Exercise:
Return, from the listing below, every line that includes "storm".

Supplied entries:
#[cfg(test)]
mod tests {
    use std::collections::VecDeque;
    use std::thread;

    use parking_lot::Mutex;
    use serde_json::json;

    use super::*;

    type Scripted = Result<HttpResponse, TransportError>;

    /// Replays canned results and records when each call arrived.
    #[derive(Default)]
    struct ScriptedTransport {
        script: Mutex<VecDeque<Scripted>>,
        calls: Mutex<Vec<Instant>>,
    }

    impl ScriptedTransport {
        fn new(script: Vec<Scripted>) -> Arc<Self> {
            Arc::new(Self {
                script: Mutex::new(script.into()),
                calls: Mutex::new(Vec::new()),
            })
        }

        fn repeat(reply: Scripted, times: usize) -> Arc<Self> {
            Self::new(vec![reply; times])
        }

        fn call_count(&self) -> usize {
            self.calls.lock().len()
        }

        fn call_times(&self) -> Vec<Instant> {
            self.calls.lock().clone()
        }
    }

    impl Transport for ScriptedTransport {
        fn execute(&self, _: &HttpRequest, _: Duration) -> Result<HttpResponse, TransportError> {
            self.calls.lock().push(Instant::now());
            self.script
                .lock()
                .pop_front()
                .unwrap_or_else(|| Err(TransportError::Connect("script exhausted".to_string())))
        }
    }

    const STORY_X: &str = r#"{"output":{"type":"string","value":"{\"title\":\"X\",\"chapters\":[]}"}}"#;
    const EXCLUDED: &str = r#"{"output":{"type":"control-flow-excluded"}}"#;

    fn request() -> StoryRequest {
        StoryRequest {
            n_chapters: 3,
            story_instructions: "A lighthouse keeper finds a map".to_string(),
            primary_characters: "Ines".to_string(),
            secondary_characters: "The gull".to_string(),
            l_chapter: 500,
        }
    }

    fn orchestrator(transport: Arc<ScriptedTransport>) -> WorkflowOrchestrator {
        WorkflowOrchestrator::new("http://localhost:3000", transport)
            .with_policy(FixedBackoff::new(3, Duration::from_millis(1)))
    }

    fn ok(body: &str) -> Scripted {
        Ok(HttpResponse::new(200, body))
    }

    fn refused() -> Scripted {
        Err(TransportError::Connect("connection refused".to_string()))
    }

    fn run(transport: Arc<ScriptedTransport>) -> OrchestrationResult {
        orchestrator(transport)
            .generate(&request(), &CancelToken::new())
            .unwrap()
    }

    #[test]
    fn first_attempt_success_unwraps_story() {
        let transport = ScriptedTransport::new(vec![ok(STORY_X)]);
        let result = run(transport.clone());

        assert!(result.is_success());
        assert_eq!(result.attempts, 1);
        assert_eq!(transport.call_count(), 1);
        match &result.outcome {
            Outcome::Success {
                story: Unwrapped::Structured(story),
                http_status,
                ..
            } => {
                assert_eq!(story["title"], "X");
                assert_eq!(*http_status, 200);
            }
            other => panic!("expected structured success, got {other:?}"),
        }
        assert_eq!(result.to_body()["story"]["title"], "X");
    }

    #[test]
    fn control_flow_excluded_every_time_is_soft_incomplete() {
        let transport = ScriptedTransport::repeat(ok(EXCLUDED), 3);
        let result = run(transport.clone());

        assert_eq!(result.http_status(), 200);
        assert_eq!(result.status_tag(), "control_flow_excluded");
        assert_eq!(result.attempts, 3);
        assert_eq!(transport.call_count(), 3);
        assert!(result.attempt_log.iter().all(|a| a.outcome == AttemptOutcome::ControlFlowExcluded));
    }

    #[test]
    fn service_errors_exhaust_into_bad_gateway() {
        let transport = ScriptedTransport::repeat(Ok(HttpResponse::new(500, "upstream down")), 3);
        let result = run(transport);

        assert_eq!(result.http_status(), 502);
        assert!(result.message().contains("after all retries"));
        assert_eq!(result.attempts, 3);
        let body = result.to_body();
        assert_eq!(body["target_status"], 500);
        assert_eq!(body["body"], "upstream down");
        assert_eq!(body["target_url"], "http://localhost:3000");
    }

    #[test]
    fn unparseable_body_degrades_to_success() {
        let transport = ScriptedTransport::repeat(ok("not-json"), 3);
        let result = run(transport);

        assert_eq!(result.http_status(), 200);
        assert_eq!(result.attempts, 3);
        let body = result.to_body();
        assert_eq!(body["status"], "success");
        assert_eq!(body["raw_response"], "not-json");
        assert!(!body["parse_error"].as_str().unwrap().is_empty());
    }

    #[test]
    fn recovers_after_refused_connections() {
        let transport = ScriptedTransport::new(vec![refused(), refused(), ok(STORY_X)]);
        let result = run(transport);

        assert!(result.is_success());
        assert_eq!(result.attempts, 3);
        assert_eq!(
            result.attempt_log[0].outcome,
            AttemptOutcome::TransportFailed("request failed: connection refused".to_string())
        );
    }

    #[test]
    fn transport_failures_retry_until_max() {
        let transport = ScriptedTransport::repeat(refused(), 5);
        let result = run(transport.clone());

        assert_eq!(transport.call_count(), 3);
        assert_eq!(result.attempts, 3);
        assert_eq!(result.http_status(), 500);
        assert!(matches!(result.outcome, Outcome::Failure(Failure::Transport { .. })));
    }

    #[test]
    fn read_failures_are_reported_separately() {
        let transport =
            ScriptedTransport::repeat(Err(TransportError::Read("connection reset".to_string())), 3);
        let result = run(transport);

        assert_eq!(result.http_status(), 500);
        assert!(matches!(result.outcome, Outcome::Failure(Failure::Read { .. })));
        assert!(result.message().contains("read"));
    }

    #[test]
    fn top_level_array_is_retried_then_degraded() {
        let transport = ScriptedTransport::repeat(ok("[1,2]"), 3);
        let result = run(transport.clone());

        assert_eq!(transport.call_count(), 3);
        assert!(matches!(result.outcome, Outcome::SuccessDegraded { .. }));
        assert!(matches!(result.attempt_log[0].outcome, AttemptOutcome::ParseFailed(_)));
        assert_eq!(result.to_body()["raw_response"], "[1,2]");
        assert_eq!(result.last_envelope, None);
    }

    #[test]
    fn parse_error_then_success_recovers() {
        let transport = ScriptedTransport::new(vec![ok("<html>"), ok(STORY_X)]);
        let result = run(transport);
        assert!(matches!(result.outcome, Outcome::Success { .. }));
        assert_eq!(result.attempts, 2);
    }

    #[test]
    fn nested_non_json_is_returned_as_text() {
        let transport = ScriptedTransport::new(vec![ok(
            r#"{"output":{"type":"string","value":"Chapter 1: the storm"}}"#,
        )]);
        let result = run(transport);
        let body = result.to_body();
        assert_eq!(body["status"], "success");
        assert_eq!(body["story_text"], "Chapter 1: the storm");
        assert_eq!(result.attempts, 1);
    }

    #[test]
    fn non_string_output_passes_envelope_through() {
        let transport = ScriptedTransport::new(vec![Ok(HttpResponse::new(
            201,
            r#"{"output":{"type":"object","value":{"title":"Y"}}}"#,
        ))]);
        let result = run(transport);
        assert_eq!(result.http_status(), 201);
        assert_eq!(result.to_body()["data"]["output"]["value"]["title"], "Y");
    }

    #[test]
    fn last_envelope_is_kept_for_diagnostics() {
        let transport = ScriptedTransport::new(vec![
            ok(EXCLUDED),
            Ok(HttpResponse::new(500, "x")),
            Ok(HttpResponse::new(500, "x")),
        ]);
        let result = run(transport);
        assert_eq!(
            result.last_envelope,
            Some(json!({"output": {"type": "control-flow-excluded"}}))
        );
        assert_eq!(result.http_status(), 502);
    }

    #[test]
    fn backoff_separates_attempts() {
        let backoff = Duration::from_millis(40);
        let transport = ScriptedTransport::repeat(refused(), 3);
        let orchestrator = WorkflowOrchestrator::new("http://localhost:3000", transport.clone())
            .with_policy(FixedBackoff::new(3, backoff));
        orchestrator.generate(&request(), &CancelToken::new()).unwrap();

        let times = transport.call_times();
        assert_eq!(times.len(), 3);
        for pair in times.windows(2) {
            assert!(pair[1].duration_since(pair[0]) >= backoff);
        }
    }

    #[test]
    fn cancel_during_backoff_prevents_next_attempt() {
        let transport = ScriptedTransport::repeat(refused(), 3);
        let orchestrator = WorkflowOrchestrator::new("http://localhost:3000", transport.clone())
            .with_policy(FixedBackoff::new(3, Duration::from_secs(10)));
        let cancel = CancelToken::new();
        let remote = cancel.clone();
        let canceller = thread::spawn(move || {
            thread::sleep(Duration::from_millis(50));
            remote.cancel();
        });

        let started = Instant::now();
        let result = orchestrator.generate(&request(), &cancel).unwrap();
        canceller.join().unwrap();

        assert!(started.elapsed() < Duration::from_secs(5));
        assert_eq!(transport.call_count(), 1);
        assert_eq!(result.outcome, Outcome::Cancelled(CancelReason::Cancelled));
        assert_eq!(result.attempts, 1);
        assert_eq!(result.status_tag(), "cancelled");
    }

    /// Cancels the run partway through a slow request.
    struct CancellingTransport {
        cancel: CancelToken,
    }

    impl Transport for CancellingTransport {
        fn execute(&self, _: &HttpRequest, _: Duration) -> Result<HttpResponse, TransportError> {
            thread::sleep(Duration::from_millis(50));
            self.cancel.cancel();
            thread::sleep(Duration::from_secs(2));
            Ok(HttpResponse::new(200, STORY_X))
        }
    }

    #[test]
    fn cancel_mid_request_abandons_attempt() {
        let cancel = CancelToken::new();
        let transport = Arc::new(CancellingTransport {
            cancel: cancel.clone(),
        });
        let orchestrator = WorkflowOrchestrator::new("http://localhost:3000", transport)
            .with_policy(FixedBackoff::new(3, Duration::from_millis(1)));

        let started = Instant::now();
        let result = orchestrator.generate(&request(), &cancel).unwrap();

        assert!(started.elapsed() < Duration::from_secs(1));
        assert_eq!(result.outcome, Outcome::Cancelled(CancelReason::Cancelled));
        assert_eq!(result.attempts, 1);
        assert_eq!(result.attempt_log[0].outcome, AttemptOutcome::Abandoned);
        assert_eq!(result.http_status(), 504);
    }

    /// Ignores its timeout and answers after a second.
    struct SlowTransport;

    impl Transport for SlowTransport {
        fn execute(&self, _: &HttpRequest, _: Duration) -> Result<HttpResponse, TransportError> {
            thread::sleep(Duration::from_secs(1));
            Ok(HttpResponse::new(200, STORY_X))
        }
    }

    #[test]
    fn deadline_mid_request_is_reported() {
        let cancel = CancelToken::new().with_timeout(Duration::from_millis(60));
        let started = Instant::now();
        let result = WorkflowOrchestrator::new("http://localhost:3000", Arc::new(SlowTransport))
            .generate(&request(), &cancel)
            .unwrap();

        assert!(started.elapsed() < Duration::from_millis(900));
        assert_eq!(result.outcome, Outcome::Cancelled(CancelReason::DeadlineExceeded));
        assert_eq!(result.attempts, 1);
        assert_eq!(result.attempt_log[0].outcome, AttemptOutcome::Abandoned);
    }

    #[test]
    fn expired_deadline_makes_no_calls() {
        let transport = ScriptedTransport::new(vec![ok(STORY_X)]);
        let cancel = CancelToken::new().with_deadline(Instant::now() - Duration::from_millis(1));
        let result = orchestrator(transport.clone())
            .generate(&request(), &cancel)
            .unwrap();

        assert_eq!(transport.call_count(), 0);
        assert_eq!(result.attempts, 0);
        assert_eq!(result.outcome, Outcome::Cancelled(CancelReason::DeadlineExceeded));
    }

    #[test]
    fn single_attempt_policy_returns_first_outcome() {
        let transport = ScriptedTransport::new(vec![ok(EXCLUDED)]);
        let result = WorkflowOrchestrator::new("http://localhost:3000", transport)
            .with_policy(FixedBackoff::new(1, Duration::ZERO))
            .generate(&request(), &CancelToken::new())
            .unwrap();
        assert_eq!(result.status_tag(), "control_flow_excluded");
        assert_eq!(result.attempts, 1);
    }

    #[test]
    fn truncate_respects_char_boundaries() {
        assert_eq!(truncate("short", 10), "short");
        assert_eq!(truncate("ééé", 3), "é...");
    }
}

Solution below:
            r#"{"output":{"type":"string","value":"Chapter 1: the storm"}}"#,
        assert_eq!(body["story_text"], "Chapter 1: the storm");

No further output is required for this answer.